Task directions:
What is needed is a word-for-word copy of the records below.

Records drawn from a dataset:

//! Blocked-label maintenance driven by dependency item states.

use super::ReconcileScope;
use crate::graph::domain::{NodeId, TaskGraph, TaskNode};
use crate::sync::domain::{
    BlockedState, DependencyStatus, FailureKind, IdentityMapping, NodeFailure,
};
use crate::tracker::{
    domain::{ItemId, ItemState, LabelConfig},
    ports::{TrackerClient, TrackerError, TrackerResult},
};
use serde::Serialize;
use std::collections::HashMap;
use std::sync::Arc;
use tracing::{info, warn};

/// Result of evaluating one node.
#[derive(Debug, Clone, PartialEq, Eq, Serialize)]
pub struct BlockedEvaluation {
    /// Evaluated node.
    pub node_id: NodeId,
    /// The node's item, if mapped.
    pub item: Option<ItemId>,
    /// Derived state.
    pub state: BlockedState,
    /// Whether the blocked label was added or removed.
    pub changed: bool,
    /// Dependencies with no live tracker item.
    pub unresolved: Vec<NodeId>,
}

/// Result of re-evaluating a set of nodes.
#[derive(Debug, Clone, Default, PartialEq, Eq, Serialize)]
pub struct BlockedSweep {
    /// Nodes evaluated successfully, in graph order.
    pub evaluations: Vec<BlockedEvaluation>,
    /// Nodes whose blocked label may be stale.
    pub failures: Vec<NodeFailure>,
}

impl BlockedSweep {
    /// Returns `true` when every node was evaluated.
    #[must_use]
    pub const fn is_clean(&self) -> bool {
        self.failures.is_empty()
    }
}

/// Per-pass cache of dependency item states.
type StateCache = HashMap<ItemId, Option<ItemState>>;

/// Keeps each item's blocked label in line with its dependencies.
///
/// Evaluation is a pure function of current tracker state; applying it twice
/// without an external change performs no writes the second time.
pub struct DependencyStateMachine<T>
where
    T: TrackerClient,
{
    tracker: Arc<T>,
    labels: LabelConfig,
}

impl<T> DependencyStateMachine<T>
where
    T: TrackerClient,
{
    /// Creates a state machine.
    #[must_use]
    pub const fn new(tracker: Arc<T>, labels: LabelConfig) -> Self {
        Self { tracker, labels }
    }

    /// Derives a node's state from its dependencies' items.
    ///
    /// Returns the state and the dependencies that did not resolve to a live
    /// item. Unresolved dependencies keep the node blocked.
    ///
    /// # Errors
    ///
    /// Propagates tracker failures.
    pub async fn evaluate(
        &self,
        node: &TaskNode,
        mapping: &IdentityMapping,
    ) -> TrackerResult<(BlockedState, Vec<NodeId>)> {
        let mut cache = StateCache::new();
        self.evaluate_cached(node, mapping, &mut cache).await
    }

    async fn evaluate_cached(
        &self,
        node: &TaskNode,
        mapping: &IdentityMapping,
        cache: &mut StateCache,
    ) -> TrackerResult<(BlockedState, Vec<NodeId>)> {
        let mut statuses = Vec::with_capacity(node.dependencies().len());
        let mut unresolved = Vec::new();
        for dependency in node.dependencies() {
            let state = match mapping.item_for(dependency) {
                Some(id) => self.item_state(id, cache).await?,
                None => None,
            };
            let status = match state {
                Some(ItemState::Open) => DependencyStatus::Open,
                Some(ItemState::Closed) => DependencyStatus::Closed,
                None => {
                    unresolved.push(dependency.clone());
                    DependencyStatus::Unresolved
                }
            };
            statuses.push(status);
        }
        Ok((BlockedState::derive(statuses), unresolved))
    }

    async fn item_state(&self, id: ItemId, cache: &mut StateCache) -> TrackerResult<Option<ItemState>> {
        if let Some(state) = cache.get(&id) {
            return Ok(*state);
        }
        let state = self.tracker.get_item_state(id).await?;
        cache.insert(id, state);
        Ok(state)
    }

    /// Adds or removes the blocked label so it matches `state`.
    ///
    /// Returns `true` when a label was changed.
    ///
    /// # Errors
    ///
    /// Returns [`TrackerError::NotFound`] when the item no longer exists.
    pub async fn apply(&self, item: ItemId, state: BlockedState) -> TrackerResult<bool> {
        let current = self
            .tracker
            .get_item(item)
            .await?
            .ok_or(TrackerError::NotFound(item))?;
        let labelled = current.has_label(&self.labels.blocked);
        match (state, labelled) {
            (BlockedState::Blocked, false) => {
                self.tracker.add_label(item, &self.labels.blocked).await?;
                Ok(true)
            }
            (BlockedState::Unblocked, true) => {
                self.tracker.remove_label(item, &self.labels.blocked).await?;
                Ok(true)
            }
            _ => Ok(false),
        }
    }

    /// Re-evaluates every mapped, in-scope node.
    ///
    /// A node-local tracker failure is recorded in the sweep and the
    /// remaining nodes are still evaluated.
    ///
    /// # Errors
    ///
    /// Stops only on a fatal tracker failure.
    pub async fn sweep(
        &self,
        graph: &TaskGraph,
        mapping: &IdentityMapping,
        scope: &ReconcileScope,
    ) -> TrackerResult<BlockedSweep> {
        let mut cache = StateCache::new();
        let mut sweep = BlockedSweep::default();
        for node in graph.nodes().iter().filter(|node| scope.includes(node.id())) {
            self.collect(node, mapping, &mut cache, &mut sweep).await?;
        }
        Ok(sweep)
    }

    /// Re-evaluates the dependents of the node mapped to a closed item.
    ///
    /// Returns an empty sweep when the item is not mapped.
    ///
    /// # Errors
    ///
    /// Stops only on a fatal tracker failure.
    pub async fn on_item_closed(
        &self,
        graph: &TaskGraph,
        mapping: &IdentityMapping,
        closed: ItemId,
    ) -> TrackerResult<BlockedSweep> {
        let mut sweep = BlockedSweep::default();
        let Some(node_id) = mapping.node_for(closed) else {
            info!(item = %closed, "closed item is not mapped to a node");
            return Ok(sweep);
        };
        let mut cache = StateCache::new();
        for dependent in graph.dependents_of(node_id) {
            self.collect(dependent, mapping, &mut cache, &mut sweep).await?;
        }
        Ok(sweep)
    }

    async fn collect(
        &self,
        node: &TaskNode,
        mapping: &IdentityMapping,
        cache: &mut StateCache,
        sweep: &mut BlockedSweep,
    ) -> TrackerResult<()> {
        match self.run_node(node, mapping, cache).await {
            Ok(evaluation) => sweep.evaluations.push(evaluation),
            Err(err) if err.is_fatal() => return Err(err),
            Err(err) => {
                warn!(node_id = %node.id(), %err, "blocked state not evaluated");
                sweep.failures.push(NodeFailure::new(
                    node.id().clone(),
                    FailureKind::BlockedLabel {
                        message: err.to_string(),
                    },
                ));
            }
        }
        Ok(())
    }

    async fn run_node(
        &self,
        node: &TaskNode,
        mapping: &IdentityMapping,
        cache: &mut StateCache,
    ) -> TrackerResult<BlockedEvaluation> {
        let (state, unresolved) = self.evaluate_cached(node, mapping, cache).await?;
        for dependency in &unresolved {
            warn!(node_id = %node.id(), %dependency, "dependency has no tracker item, keeping node blocked");
        }
        let item = mapping.item_for(node.id());
        let changed = match item {
            Some(id) => match self.apply(id, state).await {
                Ok(changed) => changed,
                Err(TrackerError::NotFound(missing)) => {
                    warn!(node_id = %node.id(), item = %missing, "mapped item no longer exists");
                    false
                }
                Err(err) => return Err(err),
            },
            None => false,
        };
        if changed {
            info!(node_id = %node.id(), state = ?state, "blocked state changed");
        }
        Ok(BlockedEvaluation {
            node_id: node.id().clone(),
            item,
            state,
            changed,
            unresolved,
        })
    }
}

Result below:
//! Blocked-label maintenance driven by dependency item states.

use super::ReconcileScope;
use crate::graph::domain::{NodeId, TaskGraph, TaskNode};
use crate::sync::domain::{
    BlockedState, DependencyStatus, FailureKind, IdentityMapping, NodeFailure,
};
use crate::tracker::{
    domain::{ItemId, ItemState, LabelConfig},
    ports::{TrackerClient, TrackerError, TrackerResult},
};
use serde::Serialize;
use std::collections::HashMap;
use std::sync::Arc;
use tracing::{info, warn};

/// Result of evaluating one node.
#[derive(Debug, Clone, PartialEq, Eq, Serialize)]
pub struct BlockedEvaluation {
    /// Evaluated node.
    pub node_id: NodeId,
    /// The node's item, if mapped.
    pub item: Option<ItemId>,
    /// Derived state.
    pub state: BlockedState,
    /// Whether the blocked label was added or removed.
    pub changed: bool,
    /// Dependencies with no live tracker item.
    pub unresolved: Vec<NodeId>,
}

/// Result of re-evaluating a set of nodes.
#[derive(Debug, Clone, Default, PartialEq, Eq, Serialize)]
pub struct BlockedSweep {
    /// Nodes evaluated successfully, in graph order.
    pub evaluations: Vec<BlockedEvaluation>,
    /// Nodes whose blocked label may be stale.
    pub failures: Vec<NodeFailure>,
}

impl BlockedSweep {
    /// Returns `true` when every node was evaluated.
    #[must_use]
    pub const fn is_clean(&self) -> bool {
        self.failures.is_empty()
    }
}

/// Per-pass cache of dependency item states.
type StateCache = HashMap<ItemId, Option<ItemState>>;

/// Keeps each item's blocked label in line with its dependencies.
///
/// Evaluation is a pure function of current tracker state; applying it twice
/// without an external change performs no writes the second time.
pub struct DependencyStateMachine<T>
where
    T: TrackerClient,
{
    tracker: Arc<T>,
    labels: LabelConfig,
}

impl<T> DependencyStateMachine<T>
where
    T: TrackerClient,
{
    /// Creates a state machine.
    #[must_use]
    pub const fn new(tracker: Arc<T>, labels: LabelConfig) -> Self {
        Self { tracker, labels }
    }

    /// Derives a node's state from its dependencies' items.
    ///
    /// Returns the state and the dependencies that did not resolve to a live
    /// item. Unresolved dependencies keep the node blocked.
    ///
    /// # Errors
    ///
    /// Propagates tracker failures.
    pub async fn evaluate(
        &self,
        node: &TaskNode,
        mapping: &IdentityMapping,
    ) -> TrackerResult<(BlockedState, Vec<NodeId>)> {
        let mut cache = StateCache::new();
        self.evaluate_cached(node, mapping, &mut cache).await
    }

    async fn evaluate_cached(
        &self,
        node: &TaskNode,
        mapping: &IdentityMapping,
        cache: &mut StateCache,
    ) -> TrackerResult<(BlockedState, Vec<NodeId>)> {
        let mut statuses = Vec::with_capacity(node.dependencies().len());
        let mut unresolved = Vec::new();
        for dependency in node.dependencies() {
            let state = match mapping.item_for(dependency) {
                Some(id) => self.item_state(id, cache).await?,
                None => None,
            };
            let status = match state {
                Some(ItemState::Open) => DependencyStatus::Open,
                Some(ItemState::Closed) => DependencyStatus::Closed,
                None => {
                    unresolved.push(dependency.clone());
                    DependencyStatus::Unresolved
                }
            };
            statuses.push(status);
        }
        Ok((BlockedState::derive(statuses), unresolved))
    }

    async fn item_state(&self, id: ItemId, cache: &mut StateCache) -> TrackerResult<Option<ItemState>> {
        if let Some(state) = cache.get(&id) {
            return Ok(*state);
        }
        let state = self.tracker.get_item_state(id).await?;
        cache.insert(id, state);
        Ok(state)
    }

    /// Adds or removes the blocked label so it matches `state`.
    ///
    /// Returns `true` when a label was changed.
    ///
    /// # Errors
    ///
    /// Returns [`TrackerError::NotFound`] when the item no longer exists.
    pub async fn apply(&self, item: ItemId, state: BlockedState) -> TrackerResult<bool> {
        let current = self
            .tracker
            .get_item(item)
            .await?
            .ok_or(TrackerError::NotFound(item))?;
        let labelled = current.has_label(&self.labels.blocked);
        match (state, labelled) {
            (BlockedState::Blocked, false) => {
                self.tracker.add_label(item, &self.labels.blocked).await?;
                Ok(true)
            }
            (BlockedState::Unblocked, true) => {
                self.tracker.remove_label(item, &self.labels.blocked).await?;
                Ok(true)
            }
            _ => Ok(false),
        }
    }

    /// Re-evaluates every mapped, in-scope node.
    ///
    /// A node-local tracker failure is recorded in the sweep and the
    /// remaining nodes are still evaluated.
    ///
    /// # Errors
    ///
    /// Stops only on a fatal tracker failure.
    pub async fn sweep(
        &self,
        graph: &TaskGraph,
        mapping: &IdentityMapping,
        scope: &ReconcileScope,
    ) -> TrackerResult<BlockedSweep> {
        let mut cache = StateCache::new();
        let mut sweep = BlockedSweep::default();
        for node in graph.nodes().iter().filter(|node| scope.includes(node.id())) {
            self.collect(node, mapping, &mut cache, &mut sweep).await?;
        }
        Ok(sweep)
    }

    /// Re-evaluates the dependents of the node mapped to a closed item.
    ///
    /// Returns an empty sweep when the item is not mapped.
    ///
    /// # Errors
    ///
    /// Stops only on a fatal tracker failure.
    pub async fn on_item_closed(
        &self,
        graph: &TaskGraph,
        mapping: &IdentityMapping,
        closed: ItemId,
    ) -> TrackerResult<BlockedSweep> {
        let mut sweep = BlockedSweep::default();
        let Some(node_id) = mapping.node_for(closed) else {
            info!(item = %closed, "closed item is not mapped to a node");
            return Ok(sweep);
        };
        let mut cache = StateCache::new();
        for dependent in graph.dependents_of(node_id) {
            self.collect(dependent, mapping, &mut cache, &mut sweep).await?;
        }
        Ok(sweep)
    }

    async fn collect(
        &self,
        node: &TaskNode,
        mapping: &IdentityMapping,
        cache: &mut StateCache,
        sweep: &mut BlockedSweep,
    ) -> TrackerResult<()> {
        match self.run_node(node, mapping, cache).await {
            Ok(evaluation) => sweep.evaluations.push(evaluation),
            Err(err) if err.is_fatal() => return Err(err),
            Err(err) => {
                warn!(node_id = %node.id(), %err, "blocked state not evaluated");
                sweep.failures.push(NodeFailure::new(
                    node.id().clone(),
                    FailureKind::BlockedLabel {
                        message: err.to_string(),
                    },
                ));
            }
        }
        Ok(())
    }

    async fn run_node(
        &self,
        node: &TaskNode,
        mapping: &IdentityMapping,
        cache: &mut StateCache,
    ) -> TrackerResult<BlockedEvaluation> {
        let (state, unresolved) = self.evaluate_cached(node, mapping, cache).await?;
        for dependency in &unresolved {
            warn!(node_id = %node.id(), %dependency, "dependency has no tracker item, keeping node blocked");
        }
        let item = mapping.item_for(node.id());
        let changed = match item {
            Some(id) => match self.apply(id, state).await {
                Ok(changed) => changed,
                Err(TrackerError::NotFound(missing)) => {
                    warn!(node_id = %node.id(), item = %missing, "mapped item no longer exists");
                    false
                }
                Err(err) => return Err(err),
            },
            None => false,
        };
        if changed {
            info!(node_id = %node.id(), state = ?state, "blocked state changed");
        }
        Ok(BlockedEvaluation {
            node_id: node.id().clone(),
            item,
            state,
            changed,
            unresolved,
        })
    }
}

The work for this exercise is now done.